Polusi karbon dioksida dari penerbangan luar angkasa masih dapat diabaikan. Roket menyumbang sekitar 0,0000059 persen dari semua emisi CO2 pada 2018, menurut Everyday Astronaut. Sementara itu industri penerbangan menyumbang sekitar 2,4 persen dari emisi CO2 global pada tahun yang sama.
Es dan awan dapat memantulkan sinar matahari kembali ke luar angkasa dan mengurangi panas global. Namun, uap air adalah gas rumah kaca yang lebih kuat daripada karbon dioksida. Semakin lama uap itu berada di atmosfer, semakin besar ia akan memanaskan planet kita.
"Uap air di bagian atmosfer yang lebih tinggi tidak sepenuhnya tidak berbahaya," kata Florian Kordina, yang menulis artikel Everyday Astronaut. "Tapi karena New Shepard akan mematikan mesinnya di awal penerbangan, sangat sedikit air yang akan cukup tinggi untuk tetap di sana." jelasnya.
Perhatian utama dalam penerbangan roket ini adalah partikel kecil seperti jelaga dan aluminium oksida. Ini dapat memiliki dampak yang tidak proporsional pada atmosfer. Jumlah yang sangat kecil dapat membuat perbedaan besar.

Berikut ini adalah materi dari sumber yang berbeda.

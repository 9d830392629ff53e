//! Navigation orchestrator
//!
//! Turns a resolved [`CanonicalPath`] into the ordered stack operations that
//! put the user on that screen. Whatever the origin, a link to a message ends
//! with the back stack `message -> student -> home`, so the user can always
//! navigate up instead of being stranded on the message screen.

use std::time::Duration;

use serde::{Deserialize, Serialize};

use crate::path::CanonicalPath;
use crate::resolver::LinkKind;

/// Where a link came from
#[derive(Debug, Clone, Copy, PartialEq, Eq, Hash, Serialize, Deserialize)]
pub enum LinkOrigin {
    Universal,
    Scheme,
    InApp,
}

impl LinkOrigin {
    pub fn of(kind: &LinkKind) -> Self {
        match kind {
            LinkKind::Direct(_) => LinkOrigin::InApp,
            LinkKind::Scheme(_) | LinkKind::DevTunnel(_) => LinkOrigin::Scheme,
            LinkKind::Universal(_) => LinkOrigin::Universal,
        }
    }
}

/// How many students the device knows about
#[derive(Debug, Clone, Copy, PartialEq, Eq, Serialize, Deserialize)]
pub enum StudentCount {
    /// Home is this student's screen
    One(i64),
    Many,
}

impl StudentCount {
    pub fn from_ids(ids: &[i64]) -> Self {
        match ids {
            [only] => StudentCount::One(*only),
            _ => StudentCount::Many,
        }
    }
}

/// How deep a canonical path sits in the screen hierarchy
#[derive(Debug, Clone, Copy, PartialEq, Eq, PartialOrd, Ord)]
pub enum TargetDepth {
    Root,
    Student,
    Message,
}

impl TargetDepth {
    pub fn of(path: &CanonicalPath) -> Option<Self> {
        match path {
            CanonicalPath::Root | CanonicalPath::Settings => Some(TargetDepth::Root),
            CanonicalPath::Student { .. } => Some(TargetDepth::Student),
            CanonicalPath::Message { .. } => Some(TargetDepth::Message),
            CanonicalPath::Error => None,
        }
    }
}

#[derive(Debug, Clone, Copy, PartialEq, Eq)]
pub struct NavigationContext {
    pub cold_start: bool,
    pub origin: LinkOrigin,
    pub students: StudentCount,
}

/// One stack operation
#[derive(Debug, Clone, Copy, PartialEq, Eq)]
pub enum NavStep {
    /// Reset the whole stack to this screen
    Replace(CanonicalPath),
    /// Push a screen on top of the current one
    Push(CanonicalPath),
    /// Let the previous screen mount before the next push
    Wait(Duration),
}

#[derive(Debug, Clone, Default, PartialEq, Eq)]
pub struct NavigationPlan {
    steps: Vec<NavStep>,
}

impl NavigationPlan {
    pub fn steps(&self) -> &[NavStep] {
        &self.steps
    }

    pub fn is_empty(&self) -> bool {
        self.steps.is_empty()
    }

    /// Stack produced by replaying the plan on top of `current`
    pub fn apply(&self, current: &[CanonicalPath]) -> Vec<CanonicalPath> {
        let mut stack = current.to_vec();
        for step in &self.steps {
            match step {
                NavStep::Replace(path) => {
                    stack.clear();
                    stack.push(*path);
                }
                NavStep::Push(path) => stack.push(*path),
                NavStep::Wait(_) => {}
            }
        }
        stack
    }

    /// Screen the user ends up on
    pub fn destination(&self) -> Option<CanonicalPath> {
        self.steps.iter().rev().find_map(|step| match step {
            NavStep::Replace(path) | NavStep::Push(path) => Some(*path),
            NavStep::Wait(_) => None,
        })
    }
}

/// Builds deterministic navigation plans
#[derive(Debug, Clone)]
pub struct NavigationOrchestrator {
    mount_delay: Duration,
}

impl Default for NavigationOrchestrator {
    fn default() -> Self {
        Self::new(Duration::from_millis(100))
    }
}

impl NavigationOrchestrator {
    pub fn new(mount_delay: Duration) -> Self {
        Self { mount_delay }
    }

    pub fn plan(&self, path: CanonicalPath, ctx: &NavigationContext) -> NavigationPlan {
        let screens = screens_for(path, ctx.students);
        let Some((home, rest)) = screens.split_first() else {
            return NavigationPlan::default();
        };

        let mut steps = Vec::with_capacity(screens.len() * 2);

        // A warm in-app link already has home mounted underneath
        if !ctx.cold_start && ctx.origin == LinkOrigin::InApp && !rest.is_empty() {
            steps.extend(rest.iter().map(|p| NavStep::Push(*p)));
            return NavigationPlan { steps };
        }

        let needs_mount = ctx.cold_start || ctx.origin == LinkOrigin::Universal;
        steps.push(NavStep::Replace(*home));
        for screen in rest {
            if needs_mount {
                steps.push(NavStep::Wait(self.mount_delay));
            }
            steps.push(NavStep::Push(*screen));
        }

        NavigationPlan { steps }
    }
}

/// Full stack, bottom first, that should exist once `path` is shown
fn screens_for(path: CanonicalPath, students: StudentCount) -> Vec<CanonicalPath> {
    let home = match students {
        StudentCount::One(student_id) => CanonicalPath::Student { student_id },
        StudentCount::Many => CanonicalPath::Root,
    };

    match path {
        CanonicalPath::Error => vec![],
        CanonicalPath::Root => vec![home],
        CanonicalPath::Settings => vec![home, CanonicalPath::Settings],
        CanonicalPath::Student { .. } if home == path => vec![home],
        CanonicalPath::Student { .. } => vec![CanonicalPath::Root, path],
        CanonicalPath::Message { student_id, .. } => {
            let student = CanonicalPath::Student { student_id };
            if home == student {
                vec![home, path]
            } else {
                vec![CanonicalPath::Root, student, path]
            }
        }
    }
}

Pada tahun 2010, ia dan dua peneliti lainnya memodelkan efek jelaga yang disuntikkan ke atmosfer dari 1.000 penerbangan suborbital pribadi setahun. Penelitian menemukan bahwa jelaga dapat meningkatkan suhu di atas kutub sebesar 1,8 derajat Fahrenheit (1 derajat Celcius) dan mengurangi tingkat es laut kutub sebesar 5 persen sampai 15 persen.
Tapi mesin New Shephard tidak menghasilkan banyak partikulat. "Ini mungkin salah satu bahan bakar terbersih dalam konteks itu." kata Toohey.